In some projects, distinguishing between a member and a contributor may not be necessary. In such cases, it’s better not to create that distinction. For example, if your project has a very high ratio of users to contributors (far in excess of the generally discussed 1:100) your project probably doesn’t need a distinction between contributors and members because all contributors are effectively members.
Benefits of having defined membership
Being able to define your membership and identify the members can be important in a few situations:
- Members can be expected to provide “altruistic” help and to step up when no one else does.
- When there is tension in a project or a big decision, you may wish to give consideration to user, contributor, and member concerns separately. Having a list of members can help you know who gets to vote. This can also help you more easily identify commentary from drive-by, single-issue individuals or opinion-only stakeholders.
- When you need to manage resources, membership can be a good starting point for deciding who receives funding. For example, membership may be a condition for sponsored attendance at your project conference or receipt of potentially abusable resources, such as a project email alias.
- Sometimes you need to define membership to satisfy a governance or legal entity requirement. For example, in some countries, your project will need a non-profit legal entity to do things like accept donations or gifted services. That entity needs members to fulfill their legal requirements.
When you have to create a membership class for this reason, make sure you’re clear about if you’re expecting the other aspects of membership to apply to these people or not. It may be helpful to choose a very specific name for this group that is unambiguous.
How do you decide who is a member?
There are several ways you may initially think are good to use to define membership, such as donations and activity. Those are fundamentally flawed.
Patronage: Using donation or patronage, typically of funds, infrastructure, or some other resource, as a benchmark for membership doesn’t serve as a proxy for making the project’s mission and values the primary goal. This kind of contribution is usually just furthering contribution or, in a lot of cases, showing support while serving in a more advisory position. A company sponsoring your CI infrastructure may want to be associated with your project for a ton of reasons that don’t involve putting your project’s mission first. Your successful application to someone’s open source sponsorship program doesn’t mean they endorse you specifically.

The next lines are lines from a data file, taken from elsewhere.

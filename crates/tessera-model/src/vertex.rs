//! Shared Point Array Element
//!
//! One entry of the interleaved per-vertex attribute buffer that a model
//! shares across all of its meshes: position, normal and texture coordinate.

use bytemuck::{Pod, Zeroable};
use glam::{Vec2, Vec3};

/// Number of floats one vertex occupies in the interleaved layout
pub const FLOATS_PER_VERTEX: usize = 8;

/// Interleaved vertex attributes (position, normal, texel)
#[repr(C)]
#[derive(Debug, Clone, Copy, PartialEq, Default, Pod, Zeroable)]
pub struct Vertex {
    /// Object-space position
    pub position: Vec3,
    /// Unit normal
    pub normal: Vec3,
    /// Texture coordinate
    pub texel: Vec2,
}

impl Vertex {
    /// Create a vertex from its three attributes
    pub fn new(position: Vec3, normal: Vec3, texel: Vec2) -> Self {
        Self {
            position,
            normal,
            texel,
        }
    }

    /// Create a vertex from a position only, with zeroed normal and texel
    pub fn from_position(position: Vec3) -> Self {
        Self {
            position,
            ..Default::default()
        }
    }
}
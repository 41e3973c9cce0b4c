//! Animation Frames
//!
//! A frame places mesh instances: `(mesh index, matrix)` pairs, one per
//! instance. A single mesh may appear several times with different matrices
//! (four wheels sharing one wheel mesh). Advancing animation just selects a
//! different frame and/or updates instance matrices.

use glam::Mat4;

/// One placed mesh within a frame
#[derive(Debug, Clone, Copy, PartialEq)]
pub struct MeshInstance {
    /// Index into the owning model's mesh array
    pub mesh: usize,
    /// Instance transform
    pub matrix: Mat4,
}

impl MeshInstance {
    /// Place a mesh with the given transform
    pub fn new(mesh: usize, matrix: Mat4) -> Self {
        Self { mesh, matrix }
    }
}

/// One animation keyframe: an ordered list of mesh instances
#[derive(Debug, Clone, Default, PartialEq)]
pub struct Frame {
    instances: Vec<MeshInstance>,
}

impl Frame {
    /// Create an empty frame
    pub fn new() -> Self {
        Self::default()
    }

    /// Append a mesh instance
    pub fn add_instance(&mut self, instance: MeshInstance) {
        self.instances.push(instance);
    }

    /// The placed instances in order
    pub fn instances(&self) -> &[MeshInstance] {
        &self.instances
    }

    /// Number of placed instances
    pub fn instance_count(&self) -> usize {
        self.instances.len()
    }

    /// Largest mesh index referenced by any instance
    pub fn max_mesh_index(&self) -> Option<usize> {
        self.instances.iter().map(|i| i.mesh).max()
    }
}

Activity: Measuring activity also feels like a useful proxy for membership. However, you risk identifying super contributors who are narrowly focused. Generally, you’ll want your membership to reflect both the breadth and depth of your contributors. Using activity as a measure can remove the voices of individuals whose contributions are hard to measure or where there are few measurement points.It is worth noting that for projects with limited use cases (or users whose use cases are very aligned) this measure may work. That still doesn’t mean you should use it.

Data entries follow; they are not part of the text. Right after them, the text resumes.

//! Renderer Manager
//!
//! Owns the render device, the backend registry and the single
//! active-backend slot, plus the registry of live models. Switching
//! backends is one synchronous sweep: every model's payloads are released
//! from the old backend before any are allocated on the new one, so mixed
//! payload state is never observable. A failed switch leaves the previous
//! backend active and untouched.

use std::sync::Arc;

use ahash::AHashMap;
use tessera_model::Model;

use crate::backend::MeshRenderer;
use crate::buffer_object::BufferObjectRenderer;
use crate::device::{DeviceCapabilities, RenderDevice};
use crate::immediate::ImmediateRenderer;
use crate::vertex_array::VertexArrayRenderer;
use crate::{RenderError, RenderResult, buffer_object, immediate, vertex_array};

/// Identity of a model registered with the manager
#[derive(Debug, Clone, Copy, PartialEq, Eq, Hash)]
pub struct ModelId(u64);

impl ModelId {
    /// Wrap a raw id (the manager assigns these)
    pub(crate) fn from_raw(raw: u64) -> Self {
        Self(raw)
    }

    /// The raw id value
    pub fn value(&self) -> u64 {
        self.0
    }
}

impl std::fmt::Display for ModelId {
    fn fmt(&self, f: &mut std::fmt::Formatter<'_>) -> std::fmt::Result {
        write!(f, "model#{}", self.0)
    }
}

/// Constructor for one backend; may fail when the device lacks a required
/// capability
pub type BackendFactory =
    Box<dyn Fn(&DeviceCapabilities) -> RenderResult<Box<dyn MeshRenderer>>>;

struct BackendEntry {
    name: String,
    factory: BackendFactory,
}

/// Owner of the active rendering strategy and the live-model registry
pub struct RendererManager {
    device: Box<dyn RenderDevice>,
    backends: Vec<BackendEntry>,
    current: Option<Box<dyn MeshRenderer>>,
    models: AHashMap<ModelId, Arc<Model>>,
    next_model: u64,
}

impl RendererManager {
    /// Create a manager over the given device with the built-in backends
    /// registered, most capable first
    pub fn new(device: Box<dyn RenderDevice>) -> Self {
        let mut manager = Self {
            device,
            backends: Vec::new(),
            current: None,
            models: AHashMap::new(),
            next_model: 1,
        };
        manager.register_backend(buffer_object::NAME, |caps| {
            Ok(Box::new(BufferObjectRenderer::new(caps)?))
        });
        manager.register_backend(vertex_array::NAME, |_| {
            Ok(Box::new(VertexArrayRenderer::new()))
        });
        manager.register_backend(immediate::NAME, |_| {
            Ok(Box::new(ImmediateRenderer::new()))
        });
        manager
    }

    /// Register a backend factory under a selection name.
    ///
    /// Registration order is the auto-selection priority for
    /// [`RendererManager::check_current_or_default`].
    pub fn register_backend<F>(&mut self, name: impl Into<String>, factory: F)
    where
        F: Fn(&DeviceCapabilities) -> RenderResult<Box<dyn MeshRenderer>> + 'static,
    {
        let name = name.into();
        if self.backends.iter().any(|entry| entry.name == name) {
            log::warn!("renderer backend '{name}' registered twice; keeping the first");
            return;
        }
        self.backends.push(BackendEntry {
            name,
            factory: Box::new(factory),
        });
    }

    /// Names of every registered backend, in priority order
    pub fn available_backend_names(&self) -> Vec<&str> {
        self.backends.iter().map(|entry| entry.name.as_str()).collect()
    }

    /// Name of the active backend, if any
    pub fn current_name(&self) -> Option<&str> {
        self.current.as_deref().map(|backend| backend.name())
    }

    /// The render device
    pub fn device(&self) -> &dyn RenderDevice {
        self.device.as_ref()
    }

    /// Activate a backend by name.
    ///
    /// On any failure (unknown name, capability refused) the previous
    /// backend stays active with all of its payloads intact.
    pub fn make_current(&mut self, name: &str) -> RenderResult<()> {
        if self.current_name() == Some(name) {
            return Ok(());
        }
        let capabilities = self.device.capabilities();
        let Some(entry) = self.backends.iter().find(|entry| entry.name == name) else {
            log::error!("unknown renderer backend '{name}'");
            return Err(RenderError::UnknownBackend(name.to_string()));
        };
        let backend = (entry.factory)(&capabilities).inspect_err(|e| {
            log::warn!(
                "renderer backend '{name}' unavailable ({e}); staying on {:?}",
                self.current_name()
            );
        })?;
        self.swap_in(backend);
        Ok(())
    }

    /// Make sure some backend is active, trying registered backends in
    /// priority order; used as a lazy guard before rendering
    pub fn check_current_or_default(&mut self) -> RenderResult<()> {
        if self.current.is_some() {
            return Ok(());
        }
        let capabilities = self.device.capabilities();
        for index in 0..self.backends.len() {
            match (self.backends[index].factory)(&capabilities) {
                Ok(backend) => {
                    self.swap_in(backend);
                    return Ok(());
                }
                Err(e) => {
                    log::debug!(
                        "default candidate '{}' unavailable: {e}",
                        self.backends[index].name
                    );
                }
            }
        }
        log::error!("no renderer backend could be activated");
        Err(RenderError::NoBackendAvailable)
    }

    /// Install a constructed backend: drain the old backend's payloads for
    /// every model, then attach them all to the new one
    fn swap_in(&mut self, mut backend: Box<dyn MeshRenderer>) {
        if let Some(mut previous) = self.current.take() {
            for &id in self.models.keys() {
                previous.detach_model(self.device.as_mut(), id);
            }
        }
        for (&id, model) in &self.models {
            backend.attach_model(self.device.as_mut(), model, id);
        }
        log::info!("renderer backend '{}' active", backend.name());
        self.current = Some(backend);
    }

    /// Register a live model, returning its identity.
    ///
    /// When a backend is active the model's payloads are initialized
    /// immediately.
    pub fn add_model(&mut self, model: Arc<Model>) -> ModelId {
        let id = ModelId::from_raw(self.next_model);
        self.next_model += 1;
        if let Some(backend) = &mut self.current {
            backend.attach_model(self.device.as_mut(), &model, id);
        }
        self.models.insert(id, model);
        id
    }

    /// Unregister a model, releasing its backend payloads
    pub fn remove_model(&mut self, id: ModelId) -> bool {
        if self.models.remove(&id).is_none() {
            log::warn!("removing unregistered {id}");
            return false;
        }
        if let Some(backend) = &mut self.current {
            backend.detach_model(self.device.as_mut(), id);
        }
        true
    }

    /// A registered model
    pub fn model(&self, id: ModelId) -> Option<&Arc<Model>> {
        self.models.get(&id)
    }

    /// Number of registered models
    pub fn model_count(&self) -> usize {
        self.models.len()
    }

    /// Open a batch of model draws (lazily activating a default backend)
    pub fn start_model_rendering(&mut self) -> RenderResult<()> {
        self.check_current_or_default()?;
        if let Some(backend) = &mut self.current {
            backend.start_model_rendering(self.device.as_mut());
        }
        Ok(())
    }

    /// Close a batch of model draws
    pub fn stop_model_rendering(&mut self) {
        if let Some(backend) = &mut self.current {
            backend.stop_model_rendering(self.device.as_mut());
        }
    }

    /// Draw one model: pick the detail tier for the camera distance, bind
    /// the model's bulk state, then draw every mesh instance of the frame
    /// under its own transform.
    ///
    /// A mesh tier that failed to build draws as empty; an invalid frame
    /// index is a precondition violation (logged, nothing drawn).
    pub fn render_model(
        &mut self,
        id: ModelId,
        frame: usize,
        distance: f32,
        team_color: Option<[f32; 4]>,
    ) -> RenderResult<()> {
        self.check_current_or_default()?;
        let Some(model) = self.models.get(&id) else {
            log::error!("rendering unregistered {id}");
            return Err(RenderError::UnknownModel(id));
        };
        let model = Arc::clone(model);
        let Some(backend) = &mut self.current else {
            return Err(RenderError::NoBackendAvailable);
        };

        let tier = model.preferred_lod(distance);
        let Some(lod) = model.lod(tier) else {
            log::warn!("model '{}' has no detail tiers", model.name());
            return Ok(());
        };
        let Some(frame_data) = lod.frame(frame) else {
            log::error!(
                "model '{}': frame {frame} does not exist in tier {tier} ({} frames)",
                model.name(),
                lod.frame_count()
            );
            return Err(RenderError::InvalidFrame { frame, tier });
        };

        backend.set_model(self.device.as_mut(), &model, id);
        for instance in frame_data.instances() {
            let Some(mesh) = model.mesh(instance.mesh) else {
                log::error!("model '{}' has no mesh {}", model.name(), instance.mesh);
                continue;
            };
            // Meshes with fewer tiers than the model fall back to their
            // coarsest one.
            let mesh_tier = tier.min(mesh.lod_count().saturating_sub(1));
            self.device.push_transform(&instance.matrix);
            backend.render_mesh(
                self.device.as_mut(),
                &model,
                id,
                instance.mesh,
                mesh_tier,
                team_color,
            );
            self.device.pop_transform();
        }
        Ok(())
    }
}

Given the limitations of using activity or patronage as criteria, a better approach might be to evaluate contributors based on their criticality to the project.

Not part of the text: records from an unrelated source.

//! Renderer Backend Contract
//!
//! The strategy interface every rendering backend implements. The manager
//! drives the backend-private payload lifecycle through the provided
//! `attach_model`/`detach_model` methods, which guarantee the allocation
//! order backends rely on: model-level payload first, then each mesh's
//! payload followed by that mesh's LOD payloads; the `init_model_data`
//! customization hook only runs once all three levels exist.

use tessera_model::{Mesh, MeshLod, Model};

use crate::device::RenderDevice;
use crate::manager::ModelId;

/// Fallback player color for team-colored meshes when the caller supplies
/// none
pub const DEFAULT_TEAM_COLOR: [f32; 4] = [1.0, 0.0, 0.0, 1.0];

/// A mesh-rendering strategy
pub trait MeshRenderer {
    /// Stable backend name used for selection
    fn name(&self) -> &'static str;

    /// Set up backend-global state before a batch of model draws
    fn start_model_rendering(&mut self, device: &mut dyn RenderDevice);

    /// Tear down backend-global state after a batch of model draws
    fn stop_model_rendering(&mut self, device: &mut dyn RenderDevice);

    /// Prepare bulk state for one model before its meshes are drawn
    fn set_model(&mut self, device: &mut dyn RenderDevice, model: &Model, id: ModelId);

    /// Draw one mesh at one detail tier.
    ///
    /// A tier with an empty index cache draws nothing.
    fn render_mesh(
        &mut self,
        device: &mut dyn RenderDevice,
        model: &Model,
        id: ModelId,
        mesh: usize,
        tier: usize,
        team_color: Option<[f32; 4]>,
    );

    /// Allocate the model-level payload slot
    fn alloc_model_payload(&mut self, id: ModelId, model: &Model);

    /// Allocate one mesh-level payload slot
    fn alloc_mesh_payload(&mut self, id: ModelId, model: &Model, mesh: usize);

    /// Allocate one mesh-LOD-level payload slot
    fn alloc_lod_payload(&mut self, id: ModelId, model: &Model, mesh: usize, tier: usize);

    /// Customization hook run once every payload slot of the model exists
    fn init_model_data(&mut self, _device: &mut dyn RenderDevice, _model: &Model, _id: ModelId) {}

    /// Release every payload of one model, including device resources
    fn release_model_data(&mut self, _device: &mut dyn RenderDevice, _id: ModelId) {}

    /// Register a model with this backend.
    ///
    /// Provided; drives the payload hooks in the guaranteed order. Backends
    /// implement the hooks, not this.
    fn attach_model(&mut self, device: &mut dyn RenderDevice, model: &Model, id: ModelId) {
        self.alloc_model_payload(id, model);
        for mesh in 0..model.meshes().len() {
            self.alloc_mesh_payload(id, model, mesh);
            for tier in 0..model.meshes()[mesh].lod_count() {
                self.alloc_lod_payload(id, model, mesh, tier);
            }
        }
        self.init_model_data(device, model, id);
    }

    /// Unregister a model from this backend, releasing all of its payloads
    fn detach_model(&mut self, device: &mut dyn RenderDevice, id: ModelId) {
        self.release_model_data(device, id);
    }
}

/// Resolve the drawable tier of a mesh, or `None` when there is nothing to
/// draw (missing tier or empty index cache)
pub(crate) fn drawable_lod(mesh: &Mesh, tier: usize) -> Option<&MeshLod> {
    let lod = mesh.lod(tier)?;
    if lod.index_cache().is_empty() {
        return None;
    }
    Some(lod)
}

/// Apply surface state shared by all backends: the player color for
/// team-colored meshes, otherwise the material's diffuse color and texture
pub(crate) fn apply_surface(
    device: &mut dyn RenderDevice,
    model: &Model,
    mesh: &Mesh,
    team_color: Option<[f32; 4]>,
) {
    if mesh.is_teamcolored() {
        device.bind_texture(None);
        device.set_color(team_color.unwrap_or(DEFAULT_TEAM_COLOR));
        return;
    }
    match mesh.material().and_then(|index| model.material(index)) {
        Some(material) => {
            device.set_color(material.diffuse.to_array());
            device.bind_texture(material.texture_handle);
        }
        None => {
            device.bind_texture(None);
            device.set_color([1.0, 1.0, 1.0, 1.0]);
        }
    }
}

#[cfg(test)]
mod tests {
    use super::*;
    use crate::device::{DeviceCall, RecordingDevice};
    use tessera_model::{Face, Material, Vertex};

    fn textured_model() -> Model {
        let mut model = Model::new("m", 1);
        let mut material = Material::new("skin");
        material.texture_handle = Some(7);
        let index = model.add_material(material);

        let mut mesh = Mesh::new("body");
        mesh.set_vertices(vec![Vertex::default(); 3]);
        mesh.add_lod(vec![Face::new(0, 1, 2)]);
        mesh.set_material(index);
        model.add_mesh(mesh);

        let mut team = Mesh::new("flag");
        team.set_vertices(vec![Vertex::default(); 3]);
        team.add_lod(vec![Face::new(0, 1, 2)]);
        team.set_material(index);
        team.set_teamcolor(true);
        model.add_mesh(team);

        model.finish_loading().unwrap();
        model
    }

    #[test]
    fn test_apply_surface_material() {
        let model = textured_model();
        let mut device = RecordingDevice::default();
        apply_surface(&mut device, &model, &model.meshes()[0], None);
        assert!(device.calls().contains(&DeviceCall::BindTexture(Some(7))));
    }

    #[test]
    fn test_apply_surface_team_color() {
        let model = textured_model();
        let mut device = RecordingDevice::default();
        let color = [0.0, 0.5, 1.0, 1.0];
        apply_surface(&mut device, &model, &model.meshes()[1], Some(color));
        // Team color replaces the texture.
        assert!(device.calls().contains(&DeviceCall::BindTexture(None)));
        assert!(device.calls().contains(&DeviceCall::SetColor(color)));
    }

    #[test]
    fn test_drawable_lod_filters_empty() {
        let model = textured_model();
        assert!(drawable_lod(&model.meshes()[0], 0).is_some());
        assert!(drawable_lod(&model.meshes()[0], 3).is_none());

        let empty = Mesh::new("empty");
        assert!(drawable_lod(&empty, 0).is_none());
    }
}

Criticality: Thinking about your project and your contributors — who would you go to talk about big problems and issues first? These could be technical direction questions, but they could also be governance or goals questions. Who is doing the yeoman’s work of keeping critical systems that serve everyone online and working? Who shows up and provides the words of wisdom and advice you need? Those are your members. This is not a metric-measured criterion; it is a subjective judgement. Therefore you need to have a public process for identifying and confirming membership over time. This way, your membership list is defined before it is needed, not during or after. And don’t forget to have a process for removing them!
Pitfalls
Defining your membership is not without challenges. When you create an in-group people may start to feel like they are part of the out-group. This could disincentivize people from starting in your project. They may be worried that they need to get permission from the in-group or will struggle because they aren’t members. This can be overcome, but you need to do so intentionally.
Creating membership necessarily adds an administrative burden. You’re going to have to track who is a member and determine if they remain a member. Measuring activity is notoriously hard because a lot of activity isn’t as easy to see retrospectively as a git history.
Having a separate membership class can draw a strong line between groups of people in your community. You need to intentionally focus on making sure they still feel like a welcome and important part of the community. Make it clear how they can submit ideas and engage on problems. Also, consider creating an advisory board to ensure that non-members feel like their viewpoints are represented.